Basis of consolidation
The group financial statements consolidate those of the Company and of its
subsidiary undertakings. Profits or losses on inter-group transactions and intra
group balances are eliminated on consolidation. Tien Shui hospital is owned and
operated by a charitable trust but managed by LITBC. All income and costs are
consolidated into LITBC because the risks and rewards flow through LITBC.

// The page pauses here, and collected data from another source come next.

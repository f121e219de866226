// tests/orchestrator_tests.rs

mod common;

use std::sync::Arc;
use std::time::Duration;

use common::{BrokenLog, FixedScoreTuner, KeywordEmbedding, ScriptedOracle, UnreachableEmbedding, chunk};
use reranker_lib::config::{BanditConfig, RerankerConfig};
use reranker_lib::embedding::EmbeddingModel;
use reranker_lib::feedback_log::{FeedbackLog, MemoryFeedbackLog};
use reranker_lib::telemetry::NoopSink;
use reranker_lib::{
    BanditReranker, ModelRegistry, QualityJudge, QualityLabel, RankingOrchestrator,
    RetrainingScheduler, TriggerDecision,
};

struct Harness {
    orchestrator: RankingOrchestrator,
    registry: Arc<ModelRegistry>,
    config: RerankerConfig,
    _dir: tempfile::TempDir,
}

fn harness(
    base: Arc<dyn EmbeddingModel>,
    oracle: Arc<ScriptedOracle>,
    log: Arc<dyn FeedbackLog>,
) -> Harness {
    let dir = tempfile::tempdir().unwrap();
    let mut config = RerankerConfig::default();
    config.bandit = BanditConfig {
        initial_epsilon: 0.0,
        min_epsilon: 0.0,
        ..BanditConfig::default()
    };
    config.snapshot_path = dir.path().join("bandit_state.json");
    config.scheduler.models_dir = dir.path().join("models");

    let registry = Arc::new(ModelRegistry::new(base));
    let judge = Arc::new(QualityJudge::new(
        oracle,
        log.clone(),
        Arc::new(NoopSink),
        config.judge.clone(),
    ));
    let bandit = BanditReranker::with_seed(&config.bandit, 9);
    let orchestrator = RankingOrchestrator::new(
        bandit,
        judge,
        registry.clone(),
        log,
        Arc::new(NoopSink),
        &config,
    );
    Harness {
        orchestrator,
        registry,
        config,
        _dir: dir,
    }
}

#[tokio::test]
async fn embedding_priors_drive_the_first_ranking() {
    let h = harness(
        KeywordEmbedding::new("base"),
        ScriptedOracle::new(&["[5, 4]"]),
        Arc::new(MemoryFeedbackLog::new()),
    );
    let candidates = vec![
        chunk("cooking", 0.0, "pasta sauce").with_relevance(0.9),
        chunk("talk", 30.0, "rust tokio async").with_relevance(0.1),
    ];

    let response = h.orchestrator.rank("rust tokio", candidates, Some(2)).await;

    assert_eq!(response.model_version, 1);
    assert_eq!(response.results[0].chunk.video_id, "talk");
    assert!(response.results[0].bandit_score > 0.8);
    assert_eq!(response.results[1].bandit_score, 0.0);
    assert_eq!(response.evaluation.mean_score, 4.5);
    assert_eq!(response.evaluation.trigger, TriggerDecision::None);
}

#[tokio::test]
async fn unreachable_embedding_keeps_supplied_scores() {
    let h = harness(
        Arc::new(UnreachableEmbedding),
        ScriptedOracle::new(&["[4, 4]"]),
        Arc::new(MemoryFeedbackLog::new()),
    );
    let candidates = vec![
        chunk("a", 0.0, "rust tokio async").with_relevance(0.2),
        chunk("b", 0.0, "pasta sauce").with_relevance(0.7),
        chunk("c", 0.0, "unscored"),
    ];

    let response = h.orchestrator.rank("rust tokio", candidates, Some(2)).await;

    let order: Vec<&str> = response.results.iter().map(|r| r.chunk.video_id.as_str()).collect();
    assert_eq!(order, vec!["b", "c"]);
    assert_eq!(response.results[0].bandit_score, 0.7);
    assert_eq!(response.results[1].bandit_score, 0.5);
}

#[tokio::test]
async fn empty_candidates_return_no_results() {
    let oracle = ScriptedOracle::new(&["[5]"]);
    let h = harness(
        KeywordEmbedding::new("base"),
        oracle.clone(),
        Arc::new(MemoryFeedbackLog::new()),
    );

    let response = h.orchestrator.rank("anything", Vec::new(), None).await;

    assert!(response.results.is_empty());
    assert_eq!(response.evaluation.label, QualityLabel::NoResults);
    assert_eq!(oracle.call_count(), 0);
    assert_eq!(h.orchestrator.bandit_stats().exploitation_rate, 0.0);
}

#[tokio::test]
async fn feedback_is_learned_and_logged() {
    let log = Arc::new(MemoryFeedbackLog::new());
    let h = harness(KeywordEmbedding::new("base"), ScriptedOracle::down(), log.clone());
    let rated = chunk("talk", 30.0, "rust tokio");

    let first = h.orchestrator.record_feedback(&rated, "rust", 5, Some("s1".into())).await.unwrap();
    let second = h.orchestrator.record_feedback(&rated, "rust", 3, None).await.unwrap();

    assert_eq!(first.reward, 1.0);
    assert_eq!(second.updated_score, 0.75);
    assert_eq!(log.rating_count().await, 2);

    let feedback = h.orchestrator.chunk_feedback(&rated.id()).await.unwrap();
    assert_eq!(feedback.rating_count, 2);
    assert_eq!(feedback.avg_rating, 4.0);

    let stats = h.orchestrator.bandit_stats();
    assert_eq!(stats.total_interactions, 2);
    assert_eq!(stats.chunks_learned, 1);
}

#[tokio::test]
async fn invalid_rating_changes_nothing() {
    let log = Arc::new(MemoryFeedbackLog::new());
    let h = harness(KeywordEmbedding::new("base"), ScriptedOracle::down(), log.clone());
    let rated = chunk("talk", 0.0, "text");

    assert!(h.orchestrator.record_feedback(&rated, "q", 0, None).await.is_err());
    assert!(h.orchestrator.record_feedback(&rated, "q", 6, None).await.is_err());

    assert_eq!(log.rating_count().await, 0);
    assert_eq!(h.orchestrator.bandit_stats().total_interactions, 0);
}

#[tokio::test]
async fn broken_log_does_not_block_feedback_or_ranking() {
    let h = harness(
        KeywordEmbedding::new("base"),
        ScriptedOracle::new(&["[3]"]),
        Arc::new(BrokenLog),
    );
    let rated = chunk("talk", 0.0, "rust");

    let update = h.orchestrator.record_feedback(&rated, "rust", 4, None).await.unwrap();
    assert_eq!(update.reward, 0.75);

    let response = h.orchestrator.rank("rust", vec![rated], None).await;
    assert_eq!(response.results.len(), 1);
    assert_eq!(response.evaluation.label, QualityLabel::Fair);
    assert!(h.orchestrator.chunk_feedback(&response.results[0].chunk.id()).await.is_err());
}

#[tokio::test]
async fn saved_bandit_state_survives_a_restart() {
    let h = harness(
        KeywordEmbedding::new("base"),
        ScriptedOracle::down(),
        Arc::new(MemoryFeedbackLog::new()),
    );
    let rated = chunk("talk", 0.0, "rust");
    for rating in [5, 4, 2] {
        h.orchestrator.record_feedback(&rated, "rust", rating, None).await.unwrap();
    }
    h.orchestrator.save_bandit_state().unwrap();

    let restored = BanditReranker::load_or_new(&h.config.bandit, &h.config.snapshot_path);
    assert_eq!(restored.total_interactions(), 3);
    assert_eq!(restored.score(&rated, "rust"), (1.0 + 0.75 + 0.25) / 3.0);
}

#[tokio::test]
async fn immediate_trigger_retrains_and_swaps_the_model() {
    let log = Arc::new(MemoryFeedbackLog::new());
    let oracle = ScriptedOracle::new(&["[1, 1]"]);
    let tuner = FixedScoreTuner::new(0.42);
    let h = harness(KeywordEmbedding::new("base"), oracle, log.clone());

    let scheduler = RetrainingScheduler::new(
        log.clone(),
        h.registry.clone(),
        tuner.clone(),
        Arc::new(NoopSink),
        h.config.scheduler.clone(),
    );
    let handle = scheduler.spawn();
    let Harness {
        orchestrator,
        registry,
        config,
        _dir,
    } = h;
    let orchestrator = orchestrator.with_trigger(handle.trigger());

    for i in 0..6 {
        let rated = chunk("talk", i as f64 * 5.0, "rust tokio");
        orchestrator.record_feedback(&rated, "rust", if i % 2 == 0 { 5 } else { 1 }, None).await.unwrap();
    }

    let candidates = vec![chunk("x", 0.0, "pasta"), chunk("y", 0.0, "sauce")];
    let response = orchestrator.rank("rust", candidates, None).await;
    assert_eq!(response.evaluation.trigger, TriggerDecision::Immediate);
    assert_eq!(response.model_version, 1);

    tokio::time::timeout(Duration::from_secs(5), async {
        while registry.current_version() < 2 {
            tokio::time::sleep(Duration::from_millis(10)).await;
        }
    })
    .await
    .expect("scheduler never deployed a new model");

    let info = orchestrator.model_info();
    assert_eq!(info.version, 2);
    assert_eq!(info.eval_score, Some(0.42));
    assert_eq!(tuner.call_count(), 1);
    assert!(config.scheduler.models_dir.join("deployment_log.jsonl").exists());

    handle.shutdown().await.unwrap();
}
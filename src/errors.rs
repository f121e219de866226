// src/errors.rs

use std::time::Duration;

/// Failure of a call to an external collaborator (embedding model, scoring
/// oracle, fine-tuning routine). Every variant has a defined local fallback.
#[derive(Debug, thiserror::Error)]
pub enum ExternalError {
    #[error("{service} unavailable: {reason}")]
    Unavailable {
        service: &'static str,
        reason: String,
    },

    #[error("{service} timed out after {timeout:?}")]
    Timeout {
        service: &'static str,
        timeout: Duration,
    },

    #[error("{service} returned a malformed response: {reason}")]
    MalformedResponse {
        service: &'static str,
        reason: String,
    },

    #[error("{service} failed: {reason}")]
    Failed {
        service: &'static str,
        reason: String,
    },
}

impl ExternalError {
    pub fn unavailable(service: &'static str, reason: impl ToString) -> Self {
        ExternalError::Unavailable {
            service,
            reason: reason.to_string(),
        }
    }

    pub fn malformed(service: &'static str, reason: impl ToString) -> Self {
        ExternalError::MalformedResponse {
            service,
            reason: reason.to_string(),
        }
    }

    pub fn failed(service: &'static str, reason: impl ToString) -> Self {
        ExternalError::Failed {
            service,
            reason: reason.to_string(),
        }
    }

    pub fn is_timeout(&self) -> bool {
        matches!(self, ExternalError::Timeout { .. })
    }
}

/// Runs `fut` under `timeout`, mapping elapsed time to [`ExternalError::Timeout`].
pub async fn with_timeout<T, F>(
    service: &'static str,
    timeout: Duration,
    fut: F,
) -> Result<T, ExternalError>
where
    F: std::future::Future<Output = Result<T, ExternalError>>,
{
    match tokio::time::timeout(timeout, fut).await {
        Ok(result) => result,
        Err(_) => Err(ExternalError::Timeout { service, timeout }),
    }
}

Goodwill arising has not been amortised. In line with Financial Reporting
Standard 10, the directors will perform an impairment review at the end of each
year to ensure its recoverable value does not fall below its carrying value.
Turnover
Turnover comprises the value of rental income receivable by the group for the
year, net of Value Added Tax.
Property under construction
The Company acquired a 99% interest in Lanzhou International Trade Building
Company Limited ("LITBC") in 2004. The acquisition value was established based
on an independent valuation of LITBC property interests. These interests include
both investment properties and property under construction. In accordance with
UK GAAP the former is carried at valuation. In respect of the property under
construction, it is valued at the lower of replacement cost and net realisable
value. If the Company applied FRS7 to the consolidated balance sheet Goodwill of
#17,313,000 would arise which would then be subject to an annual impairment
review. In the Director's opinion no goodwill should be recorded as no premium
over market value has been paid by the Company.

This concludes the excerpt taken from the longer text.